Related rates problem... ship A and B leave the same port?

Let t = number of hours elapsed since noon
Since A leaves at noon and its speed is 20, its distance traveled is 20t
Since B leaves at 1pm, it has been traveling for t-1 hours, and its speed is 15, so its distance traveled is 15(t-1) = 15t - 15
Since there is a 90 degree angle between the trajectories of the two ships (west and south), they form the two legs of a right-angled triangle. The direct distance between the ships is the hypotenuse. So we use Pythagoras:
d^2 = (20t)^2 + (15t - 15)^2
d^2 = 400t^2 + 225t^2 - 450t + 225
d^2 = 625t^2 - 450t + 225
d = sqrt(625t^2 - 450t + 225), note that a distance (d) can't be negative
Let u = 625t^2 - 450t + 225, so du/dt = 1250t - 450
So d = sqrt(u) = u^0.5, so dd/du = 0.5u^(-0.5) = 1 / (2 * sqrt(625t^2 - 450t + 225))
By the Chain Rule:
dd/dt = dd/du * du/dt
dd/dt = (1 / (2 * sqrt(625t^2 - 450t + 225))) * (1250t - 450)
dd/dt = (625t - 225) / sqrt(625t^2 - 450t + 225)
At 2pm, t = 2, so we have:
dd/dt = (625*2 - 225) / sqrt(625*2^2 - 450*2 + 225)
dd/dt = (1250 - 225) / sqrt(625*4 - 900 + 225)
dd/dt = 1025 / sqrt(2500 - 900 + 225)
dd/dt = 1025 / sqrt(1825)
dd/dt = 205 / sqrt(73)
dd/dt =~ 23.993435175206765608406683655879

A leaves at noon. At 2:00 pm, it would have traveled 2*20 = 40 knots. B leaves at 1:00pm.
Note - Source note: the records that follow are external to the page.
//! Reference resolution
//!
//! Turns classified constructor arguments into [`Dependency`] entries, checking
//! what can be checked while the container is still being built.

use serde_json::Value;
use tracing::{debug, error};
use wirekit_application::ExternalModuleRegistry;
use wirekit_domain::error::{Error, Result};
use wirekit_domain::value_objects::ArgumentToken;

use super::container::{ContainerBuilder, Dependency};

/// Resolves argument tokens against a container under construction
#[derive(Debug, Clone, Copy)]
pub struct ReferenceResolver<'a> {
    externals: &'a ExternalModuleRegistry,
}

impl<'a> ReferenceResolver<'a> {
    /// Create a resolver loading `!module` references from `externals`
    pub fn new(externals: &'a ExternalModuleRegistry) -> Self {
        Self { externals }
    }

    /// Classify and resolve one raw argument of `service`
    pub fn resolve_argument(
        &self,
        builder: &mut ContainerBuilder,
        service: &str,
        raw: &Value,
    ) -> Result<Dependency> {
        self.resolve(builder, service, ArgumentToken::classify(raw))
    }

    /// Resolve one token of `service`
    ///
    /// - Service references are checked when first constructed.
    /// - Parameter references must name a declared parameter.
    /// - External references must be loadable. Each module is loaded once and
    ///   bound under its name unless that id is taken.
    /// - JSON object literals are bound under their own text and injected from there.
    pub fn resolve(
        &self,
        builder: &mut ContainerBuilder,
        service: &str,
        token: ArgumentToken,
    ) -> Result<Dependency> {
        if let Some((text, object)) = token.json_object_literal() {
            if !builder.contains(text) {
                debug!(service, "Binding JSON literal argument");
                builder.bind_constant(text, Value::Object(object));
            }
            return Ok(Dependency::Constant(text.to_owned()));
        }

        match token {
            ArgumentToken::ServiceRef(id) => Ok(Dependency::Service(id)),
            ArgumentToken::ParameterRef(name) => {
                if builder.has_parameter(&name) {
                    Ok(Dependency::Parameter(name))
                } else {
                    Err(Error::unresolved_parameter(name, service))
                }
            }
            ArgumentToken::ExternalRef(name) => {
                if !builder.has_external(&name) {
                    let module = self.externals.load(&name).map_err(|e| {
                        error!(module = %name, service, error = %e, "Failed to load external module");
                        Error::unresolved_external_module(&name, e)
                    })?;
                    debug!(module = %name, "External module loaded");
                    builder.bind_external(&name, module);
                }
                Ok(Dependency::External(name))
            }
            ArgumentToken::Literal(value) => Ok(Dependency::Value(value)),
        }
    }
}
At 2:00 pm, it would ave traveled 15 knots.
x^2+y^2=z^2
40^2+15^2 = z^2
z = sqrt(40^2 +15^2) = 42.72

x^2+y^2 = z^2
2x dx/dt + 2y dy/dt = 2z dz/dt
x dx/dt + y dy/dt = z dz/dt
dz/dt = ( x dx/dt + y dy/dt) / z

dz/dt = ((40)(20) + (15)(15)) /42.72 = 23.99 knots/hr
https://gyazo.com/3d60156f194d433d5d26df8f835505ff